Bien avant son passage à la radio, Rachid Aliche engage sa langue dans un nouveau genre littéraire, et qui plus est, cerise sur le gâteau, dans le sillage du Printemps Berbère. Asfel parut en 1981. A ce moment là, le genre de Lwali n wedrar n’étant pas encore définit, voire pas connu, Asfel de Aliche était accueilli comme le premier roman kabyle.
Asfel de Rachid Aliche « brise le mutisme millénaire de l’oralité et signe l’acte de naissance d’un genre nouveau dans la littérature kabyle : le genre romanesque », écrit à ce propos Dahbia Abrous, en 1987, dans Berbère, une identité en construction.
Dans notes critiques, l’universitaire écrit : « Asfel est le roman de l’éclatement dans lequel la quête prend une dimension obsessionnelle. Cette cassure qui mène le héros jusqu’aux confins du délire et de la folie, est à l’image de l’éclatement que vit le pays : Tamazgha. Cette situation est très bien rendue par la métaphore de l’amphore brisée, donc incapable de contenirson eau. Pour rassembler les morceaux (iceqfan), la quête dépasse de loin la Kabylie et rejoint Tahert(Tiaret), Γadames (Ghadames), Tuggurt (Touggourt), etc. Cette quête est symbolisée par la poursuite effrénée, débridée, d’une image féminine (Nettat : « Elle »), objet d’amour, innomé, inaccessible. On notera, ici, une ressemblance frappante avec Nedjma de Kateb Yacine : thème de la quête éperdue, incarnation de l’Algérie pour Kateb, de la berbérité pour Aliche, dans un personnage féminin (Nedjma, Nettat), complexe et inaccessible. Dans ce roman d’Aliche, l’imbrication entre le mythe et l’Histoire est aussi d’une grande richesse et d’une grande densité. »
Said Sadi et Askuti
En 1947, est né Said Sadi à Aghribs, en kabylie maritime. Adolescent, il était déjà conscient du déni linguistique que sa kabylie subissait. Très jeune, il est renvoyé du lycée pour avoir refusé de traduire une pièce de théâtre à l’arabe. Said Sadi annonce tôt son refus du déni et sa prédisposition à le combattre.

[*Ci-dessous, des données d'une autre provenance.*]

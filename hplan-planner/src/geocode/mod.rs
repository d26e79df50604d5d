//! Address geocoding
//!
//! - `GeocodeProvider`: the external lookup seam
//! - `nominatim`: OpenStreetMap Nominatim implementation (rate limited)
//! - `cache`: TTL cache in front of any provider
//!
//! Failures never propagate past the cache: timeouts and network errors become
//! a `GeocodeResult` with `found = false` and an error message, an unknown
//! address becomes `found = false` without one.

pub mod cache;
pub mod nominatim;

pub use cache::{CacheStats, GeocodeCache};
pub use nominatim::NominatimClient;

use async_trait::async_trait;
use serde::{Deserialize, Serialize};
use thiserror::Error;

/// Provider errors
#[derive(Debug, Error)]
pub enum GeocodeError {
    #[error("Network error: {0}")]
    Network(String),

    #[error("Geocoding request timed out after {0} s")]
    Timeout(u64),

    #[error("API error {0}: {1}")]
    Api(u16, String),

    #[error("Parse error: {0}")]
    Parse(String),
}

/// A successful provider match
#[derive(Debug, Clone, PartialEq)]
pub struct GeocodeHit {
    pub latitude: f64,
    pub longitude: f64,
    pub display_name: String,
}

/// Outcome of a lookup, as stored in the cache and on the plot
#[derive(Debug, Clone, PartialEq, Serialize, Deserialize)]
pub struct GeocodeResult {
    pub latitude: f64,
    pub longitude: f64,
    pub resolved_address: String,
    pub found: bool,
    #[serde(skip_serializing_if = "Option::is_none")]
    pub error_message: Option<String>,
}

/// How a result should be presented
#[derive(Debug, Clone, Copy, PartialEq, Eq, Serialize)]
#[serde(rename_all = "snake_case")]
pub enum GeocodeStatus {
    Resolved,
    /// Provider answered but knows no such address
    NotFound,
    /// Provider could not be reached or failed
    Unavailable,
}

impl GeocodeResult {
    pub fn resolved(hit: GeocodeHit) -> Self {
        Self {
            latitude: hit.latitude,
            longitude: hit.longitude,
            resolved_address: hit.display_name,
            found: true,
            error_message: None,
        }
    }

    pub fn not_found() -> Self {
        Self {
            latitude: 0.0,
            longitude: 0.0,
            resolved_address: String::new(),
            found: false,
            error_message: None,
        }
    }

    pub fn unavailable(message: impl Into<String>) -> Self {
        Self {
            error_message: Some(message.into()),
            ..Self::not_found()
        }
    }

    pub fn status(&self) -> GeocodeStatus {
        match (self.found, &self.error_message) {
            (true, _) => GeocodeStatus::Resolved,
            (false, None) => GeocodeStatus::NotFound,
            (false, Some(_)) => GeocodeStatus::Unavailable,
        }
    }
}

impl From<Result<Option<GeocodeHit>, GeocodeError>> for GeocodeResult {
    fn from(outcome: Result<Option<GeocodeHit>, GeocodeError>) -> Self {
        match outcome {
            Ok(Some(hit)) => GeocodeResult::resolved(hit),
            Ok(None) => GeocodeResult::not_found(),
            Err(e) => GeocodeResult::unavailable(e.to_string()),
        }
    }
}

/// External geocoding service
///
/// `Ok(None)` means the provider answered and found nothing.
#[async_trait]
pub trait GeocodeProvider: Send + Sync {
    /// Provider name for logging
    fn name(&self) -> &'static str;

    async fn geocode(&self, address: &str) -> Result<Option<GeocodeHit>, GeocodeError>;
}

#[cfg(test)]
mod tests {
    use super::*;

    #[test]
    fn test_status_classification() {
        let hit = GeocodeHit {
            latitude: 52.52,
            longitude: 13.40,
            display_name: "Berlin".to_string(),
        };
        assert_eq!(GeocodeResult::resolved(hit).status(), GeocodeStatus::Resolved);
        assert_eq!(GeocodeResult::not_found().status(), GeocodeStatus::NotFound);
        assert_eq!(
            GeocodeResult::unavailable("boom").status(),
            GeocodeStatus::Unavailable
        );
    }

    #[test]
    fn test_from_provider_outcome() {
        let not_found: GeocodeResult = Ok(None).into();
        assert!(!not_found.found);
        assert!(not_found.error_message.is_none());

        let failed: GeocodeResult = Err(GeocodeError::Timeout(10)).into();
        assert!(!failed.found);
        assert_eq!(
            failed.error_message.as_deref(),
            Some("Geocoding request timed out after 10 s")
        );
    }
}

Etudiant en médecine, il engage son identité dans l’activité culturelle. La détermination de Sadi et de ses camarades impliquera la naissance du légendaire MCB (Mouvement culturel Berbère). Conscient que l’implication du politique est incontournable pour faire aboutir son combat, il rejoindra le FFS en contre partie de la prise en charge de la revendication culturelle par le parti.
Said Sadi jouera un rôle important lors des événements d’Avril 1980, l’une des rares dates à faire l’unanimité à l’échelle de la Kabylie. Ce que plus tard l’histoire retiendra et qualifiera comme Printemps Berbère vaudra à Said Sadi d’être parmi les 24 à être présentés devant la cour de sureté de l’État à Médéa.

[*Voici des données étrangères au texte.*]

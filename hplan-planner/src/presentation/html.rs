//! Server-side HTML rendering for the planner pages

use super::PresentationAdapter;
use crate::geocode::GeocodeStatus;
use crate::models::{Bucket, PlotRecord, PreferenceSurvey, Rating, SurveyAnswer};
use crate::workflow::SessionWorkflow;
use hplan_common::config::ModelConfig;
use std::fmt::Write;
use uuid::Uuid;

/// Half the map bounding box edge, in degrees (roughly street level)
const MAP_SPAN_DEGREES: f64 = 0.005;

const PAGE_STYLE: &str = r#"
    * { margin: 0; padding: 0; box-sizing: border-box; }
    body {
        font-family: 'Segoe UI', Tahoma, Geneva, Verdana, sans-serif;
        background-color: #1a1a1a;
        color: #e0e0e0;
        line-height: 1.6;
        display: flex;
    }
    main { flex: 1; padding: 20px 30px; max-width: 960px; }
    aside {
        width: 280px;
        background-color: #2a2a2a;
        border-right: 1px solid #3a3a3a;
        padding: 20px;
        font-size: 14px;
    }
    h1 { font-size: 26px; color: #4a9eff; margin-bottom: 10px; }
    h2 { font-size: 20px; color: #4a9eff; margin: 25px 0 10px; }
    h3 { font-size: 16px; margin: 15px 0 5px; }
    hr { border: none; border-top: 1px solid #3a3a3a; margin: 20px 0; }
    label { display: block; margin-bottom: 4px; }
    input[type=text], input[type=number] {
        width: 100%; padding: 8px; background: #2a2a2a; color: #e0e0e0;
        border: 1px solid #3a3a3a; border-radius: 4px; margin-bottom: 12px;
    }
    .columns { display: flex; gap: 20px; }
    .columns > div { flex: 1; }
    .ratings label { display: inline-block; margin-right: 14px; }
    button {
        background-color: #4a9eff; color: #fff; border: none; border-radius: 4px;
        padding: 8px 18px; font-size: 15px; cursor: pointer; margin-right: 8px;
    }
    button.secondary { background-color: #3a3a3a; }
    .banner { padding: 10px 14px; border-radius: 4px; margin: 8px 0; }
    .banner.success { background-color: #1e4620; }
    .banner.info { background-color: #1e3a5f; }
    .banner.warning { background-color: #5f4b1e; }
    .banner.error { background-color: #5f1e1e; }
    iframe { border: 1px solid #3a3a3a; border-radius: 4px; }
    footer { margin-top: 30px; color: #888; font-style: italic; font-size: 13px; }
"#;

const SIDEBAR: &str = r#"
    <h3>About this application</h3>
    <p>This app helps you capture and organise your preferences for your dream house.</p>
    <h3>Features</h3>
    <ul>
        <li>Record plot data</li>
        <li>Show the location on a map</li>
        <li>Rate your preferences</li>
        <li>Create a summary</li>
    </ul>
    <h3>Notes</h3>
    <ul>
        <li>The map requires an internet connection</li>
        <li>Your inputs are kept only for this session</li>
    </ul>
"#;

/// Escape text for use in HTML element content and quoted attributes
pub fn escape_html(text: &str) -> String {
    let mut escaped = String::with_capacity(text.len());
    for c in text.chars() {
        match c {
            '&' => escaped.push_str("&amp;"),
            '<' => escaped.push_str("&lt;"),
            '>' => escaped.push_str("&gt;"),
            '"' => escaped.push_str("&quot;"),
            '\'' => escaped.push_str("&#39;"),
            _ => escaped.push(c),
        }
    }
    escaped
}

fn bucket_class(bucket: Bucket) -> &'static str {
    match bucket {
        Bucket::High => "success",
        Bucket::Neutral => "info",
        Bucket::Low => "warning",
    }
}

/// HTML renderer bound to one session's action URLs
pub struct HtmlRenderer<'a> {
    session_id: Uuid,
    model: &'a ModelConfig,
}

impl<'a> HtmlRenderer<'a> {
    pub fn new(session_id: Uuid, model: &'a ModelConfig) -> Self {
        Self { session_id, model }
    }

    fn action_url(&self, action: &str) -> String {
        format!("/session/{}/{}", self.session_id, action)
    }

    /// Full page for the session's current state, with an optional warning
    pub fn render_page(&self, session: &SessionWorkflow, notice: Option<&str>) -> String {
        let mut body = String::new();
        if let Some(notice) = notice {
            let _ = write!(
                body,
                r#"<div class="banner warning">{}</div>"#,
                escape_html(notice)
            );
        }
        body.push_str(&self.render_session(session));
        self.page("House planner - plot &amp; preferences", &body)
    }

    /// Static purchase confirmation (no payment processing)
    pub fn render_purchase_page(&self) -> String {
        let body = format!(
            r#"<h2>Thank you for your interest!</h2>
<div class="banner success">Your purchase request for "{title}" has been noted. A consultant will contact you to discuss the next steps.</div>
<p><a href="/session/{id}">Back to your plan</a></p>"#,
            title = escape_html(&self.model.title),
            id = self.session_id,
        );
        self.page("House planner - purchase", &body)
    }

    fn page(&self, title: &str, body: &str) -> String {
        format!(
            r#"<!DOCTYPE html>
<html lang="en">
<head>
    <meta charset="UTF-8">
    <meta name="viewport" content="width=device-width, initial-scale=1.0">
    <title>{title}</title>
    <style>{style}</style>
</head>
<body>
<aside>{sidebar}</aside>
<main>
    <h1>House planner - your plot &amp; preferences</h1>
    <hr>
    {body}
    <hr>
    <footer>Built for house planning - all data is processed locally.</footer>
</main>
</body>
</html>"#,
            title = title,
            style = PAGE_STYLE,
            sidebar = SIDEBAR,
            body = body,
        )
    }
}

impl PresentationAdapter for HtmlRenderer<'_> {
    fn render_entry_form(&self, plot: &PlotRecord, survey: &PreferenceSurvey) -> String {
        let mut out = String::new();
        let _ = write!(
            out,
            r#"<form method="post" action="{action}">
<h2>Plot information</h2>
<div class="columns">
    <div>
        <label for="size">Size of the building plot (in m²)</label>
        <input type="number" id="size" name="size" min="0" step="1" value="{size}">
    </div>
    <div>
        <label for="address">Address of the plot</label>
        <input type="text" id="address" name="address" placeholder="e.g. Musterstraße 1, 12345 Musterstadt" value="{address}">
    </div>
</div>"#,
            action = self.action_url("inputs"),
            size = plot.size_square_meters,
            address = escape_html(&plot.address_text),
        );

        out.push_str(&self.render_location(plot));

        out.push_str(
            r#"<h2>Preferences for your dream house</h2>
<p>Please rate the following aspects by how important they are to you (1 = unimportant, 5 = very important)</p>"#,
        );

        for question in survey.questions() {
            let current = survey.answer(question.id).map(|a| a.rating);
            let _ = write!(
                out,
                r#"<h3>Question {id}</h3><p>{text}</p><div class="ratings">"#,
                id = question.id,
                text = escape_html(question.text),
            );
            for rating in Rating::all() {
                let _ = write!(
                    out,
                    r#"<label><input type="radio" name="q{id}" value="{value}"{checked}> {display}</label>"#,
                    id = question.id,
                    value = rating.value(),
                    checked = if current == Some(rating) { " checked" } else { "" },
                    display = escape_html(&rating.to_string()),
                );
            }
            out.push_str("</div>");
        }

        out.push_str(
            r#"<hr>
<button type="submit" name="then" value="save" class="secondary">Save inputs</button>
<button type="submit" name="then" value="summary">Show summary</button>
</form>"#,
        );
        out
    }

    fn render_summary(&self, plot: &PlotRecord, ranked_answers: &[SurveyAnswer]) -> String {
        let address = if plot.address_text.trim().is_empty() {
            "Not specified".to_string()
        } else {
            escape_html(&plot.address_text)
        };

        let mut out = String::new();
        let _ = write!(
            out,
            r#"<h2>Summary of your inputs</h2>
<h3>Plot data</h3>
<p><strong>Size:</strong> {size} m²</p>
<p><strong>Address:</strong> {address}</p>
<h3>Your preferences</h3>"#,
            size = plot.size_square_meters,
            address = address,
        );

        if ranked_answers.is_empty() {
            out.push_str(r#"<div class="banner info">No preferences rated yet.</div>"#);
        }
        for answer in ranked_answers {
            let _ = write!(
                out,
                r#"<div class="banner {class}"><strong>{rating}:</strong> {text}</div>"#,
                class = bucket_class(answer.rating.bucket()),
                rating = escape_html(&answer.rating.to_string()),
                text = escape_html(answer.question.text),
            );
        }

        let _ = write!(
            out,
            r#"<form method="post" action="{confirm}"><button type="submit">Confirm</button></form>"#,
            confirm = self.action_url("confirm"),
        );
        out
    }

    fn render_model_view(&self) -> String {
        let viewer = match &self.model.embed_url {
            Some(url) => format!(
                r#"<iframe title="{title}" width="700" height="450" src="{url}" allow="autoplay; fullscreen; xr-spatial-tracking" allowfullscreen></iframe>"#,
                title = escape_html(&self.model.title),
                url = escape_html(url),
            ),
            None => r#"<div class="banner info">The 3D model viewer has not been configured.</div>"#
                .to_string(),
        };

        format!(
            r#"<h2>{title}</h2>
{viewer}
<p>
<a href="{buy}"><button type="button">Buy this house</button></a>
</p>
<form method="post" action="{reset}"><button type="submit" class="secondary">Start over</button></form>"#,
            title = escape_html(&self.model.title),
            viewer = viewer,
            buy = self.action_url("buy"),
            reset = self.action_url("reset"),
        )
    }

    fn render_location(&self, plot: &PlotRecord) -> String {
        let Some(geocode) = plot.geocode.as_ref() else {
            return String::new();
        };

        let mut out = String::from("<h2>Plot location</h2>");
        match geocode.status() {
            GeocodeStatus::Resolved => {
                let (lat, lon) = (geocode.latitude, geocode.longitude);
                let _ = write!(
                    out,
                    r#"<iframe title="Plot: {address}" width="700" height="400" src="https://www.openstreetmap.org/export/embed.html?bbox={west:.6}%2C{south:.6}%2C{east:.6}%2C{north:.6}&amp;layer=mapnik&amp;marker={lat:.6}%2C{lon:.6}"></iframe>
<div class="banner info">Coordinates: {lat:.6}, {lon:.6}</div>"#,
                    address = escape_html(&plot.address_text),
                    west = lon - MAP_SPAN_DEGREES,
                    south = lat - MAP_SPAN_DEGREES,
                    east = lon + MAP_SPAN_DEGREES,
                    north = lat + MAP_SPAN_DEGREES,
                    lat = lat,
                    lon = lon,
                );
            }
            GeocodeStatus::NotFound => {
                out.push_str(
                    r#"<div class="banner warning">Address could not be found. Please check your input.</div>"#,
                );
            }
            GeocodeStatus::Unavailable => {
                let _ = write!(
                    out,
                    r#"<div class="banner error">Error loading the map: {}</div>"#,
                    escape_html(geocode.error_message.as_deref().unwrap_or_default())
                );
            }
        }
        out
    }
}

En 1989 nait le RCD (Rassemblement pour la Culture et la Démocratie). Said Sadi en sera le secrétaire général, puis Président jusqu’en 2012, date à laquelle il décide de se retirer de la présidence du RCD et devenir simple militant.
Said Sadi est l’un des rares hommes politiques algériens que la culture a conduit au politique. Il est l’un des rares hommes politiques à avoir produit, à avoir joint le discours au scriptural. Sa première production date de 1982. Et il n’est pas étonnant qu’elle fût un roman d’expression kabyle : Askuti .
Le roman paraitra dans le sillage des événements d’Avril 80. Il se voulait le témoin de son temps, témoin d’un fragment de l’histoire de la Kabylie dont l’auteur avait été acteur. Meziane, le personnage principal de Askuti est un flic kabyle. Il se retrouve en mission en kabylie pour réprimer les étudiants révoltés du Printemps Berbère. Le pouvoir central le met dans une position inconfortable : aller à contre sens de ses principes et de ses idées. Il se retrouve donc dans la situation de « beaucoup plus à plaindre qu’à blâmer ». Son père, vieux kabyle imprégner de taqbaylit, le renie. Etat d’âme perturbée, le policier finira par démissionner. C’était la délivrance pour lui. Un regret cependant : il se ressaisit, après la mort de son père.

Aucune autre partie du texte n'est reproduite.